Ljudmila Ulitzkaja - Maschas Glück / Ljudi nasego carja / Люди нашего царя

  • Klappentext:
    Unglückliche Ehen und glückliche Mesalliancen, falsche Mütter und untergeschobene Söhne, mal heiter, mal wolkig - Ljudmila Ulitzkaja erzählt vom ganz normalen Leben in Russland. Und von Frauen, die ihrem Leben an einem scheinbar aussichtslosen Punkt eine unerwartete Wendung geben.
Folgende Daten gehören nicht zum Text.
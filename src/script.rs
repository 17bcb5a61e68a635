use bitcoin::{
    CompressedPublicKey, Script, ScriptBuf,
    opcodes::all::OP_CHECKMULTISIG,
    script::{Builder, PushBytesBuf},
};

use crate::error::Result;

/// 2-of-2 witness script over the two funding keys.
///
/// Keys are ordered by their compressed serialization, so both channel parties derive the same
/// script regardless of who is local.
pub fn multisig_witness_script(a: &CompressedPublicKey, b: &CompressedPublicKey) -> ScriptBuf {
    let (lesser, greater) = if a.to_bytes() <= b.to_bytes() {
        (a, b)
    } else {
        (b, a)
    };
    Builder::new()
        .push_int(2)
        .push_slice(lesser.to_bytes())
        .push_slice(greater.to_bytes())
        .push_int(2)
        .push_opcode(OP_CHECKMULTISIG)
        .into_script()
}

pub fn p2wsh(witness_script: &Script) -> ScriptBuf {
    ScriptBuf::new_p2wsh(&witness_script.wscript_hash())
}

pub fn p2wpkh(key: &CompressedPublicKey) -> ScriptBuf {
    ScriptBuf::new_p2wpkh(&key.wpubkey_hash())
}

/// scriptSig spending a P2SH-wrapped P2WPKH output: a single push of the redeem script.
pub fn p2sh_p2wpkh_script_sig(key: &CompressedPublicKey) -> Result<ScriptBuf> {
    let redeem_script = p2wpkh(key);
    let push = PushBytesBuf::try_from(redeem_script.into_bytes())?;
    Ok(Builder::new().push_slice(push).into_script())
}
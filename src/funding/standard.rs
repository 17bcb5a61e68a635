use bitcoin::{Amount, CompressedPublicKey, ScriptBuf, Transaction};
use bon::Builder;

use super::{Change, LayoutParams, check_complete, lay_out};
use crate::{
    assembler::InputMode, error::Result, permute::Permutation, utxo::SpendableOutput,
};

#[derive(Debug, Clone, Builder)]
pub struct FundingInputs {
    pub utxos: Vec<SpendableOutput>,
    pub funding_amount: Amount,
    pub local_funding_key: CompressedPublicKey,
    pub remote_funding_key: CompressedPublicKey,
    pub change: Option<Change>,
    #[builder(default)]
    pub input_mode: InputMode,
}

#[derive(Debug, Clone)]
pub struct FundingOutputs {
    pub transaction: Transaction,
    /// Output paying to the 2-of-2 witness script.
    pub funding_output_index: u32,
    /// The spent UTXOs, in the same order as `transaction.input`.
    pub utxos: Vec<SpendableOutput>,
    pub witness_script: ScriptBuf,
    pub fee: Amount,
}

/// Builds a P2WSH funding transaction with an optional P2WPKH change output.
///
/// Inputs and outputs are BIP69-ordered, so the funding output may land at index 1 when change
/// is present. Callers must use `funding_output_index` and the returned `utxos`, never the
/// construction order.
pub fn build_funding_tx(inputs: FundingInputs) -> Result<FundingOutputs> {
    let layout = lay_out(LayoutParams {
        utxos: inputs.utxos,
        funding_amount: inputs.funding_amount,
        local_funding_key: &inputs.local_funding_key,
        remote_funding_key: &inputs.remote_funding_key,
        change: inputs.change,
        input_mode: &inputs.input_mode,
        reserved_extra_outputs: 0,
        permutation: Permutation::Bip69,
    })?;

    let fee = check_complete(&layout.transaction, &layout.utxos)?;

    Ok(FundingOutputs {
        transaction: layout.transaction,
        funding_output_index: layout.funding_output_index as u32,
        utxos: layout.utxos,
        witness_script: layout.witness_script,
        fee,
    })
}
Die Erzählungen bestechen durch scharfe Beobachtungsgabe, verschmitzten Humor, leise Töne und Zwischentöne sowie die liebevolle Sympathie der Autorin für ihre Figuren. (Verlagsseite dtv)


    Zur Autorin:
    Ljudmila Ulitzkaja, geboren 1943 bei Jekaterinburg, wuchs in Moskau auf. Sie schreibt Drehbücher, Hörspiele, Theaterstücke und erzählende Prosa. Ihre Werke wurden in viele Sprachen übersetzt und mit zahlreichen Auszeichnungen bedacht: 1996 erhielt sie den Prix Médicis, 2001 den russischen Booker Prize. 2008 wurde ihr der Aleksandr-Men-Preis für die interkulturelle Vermittlung zwischen Russland und Deutschland verliehen. 2014 erhielt sie den Österreichischen Staatspreis für Europäische Literatur. Ljudmila Ulitzkaja lebt in Moskau. (Verlagsseite dtv)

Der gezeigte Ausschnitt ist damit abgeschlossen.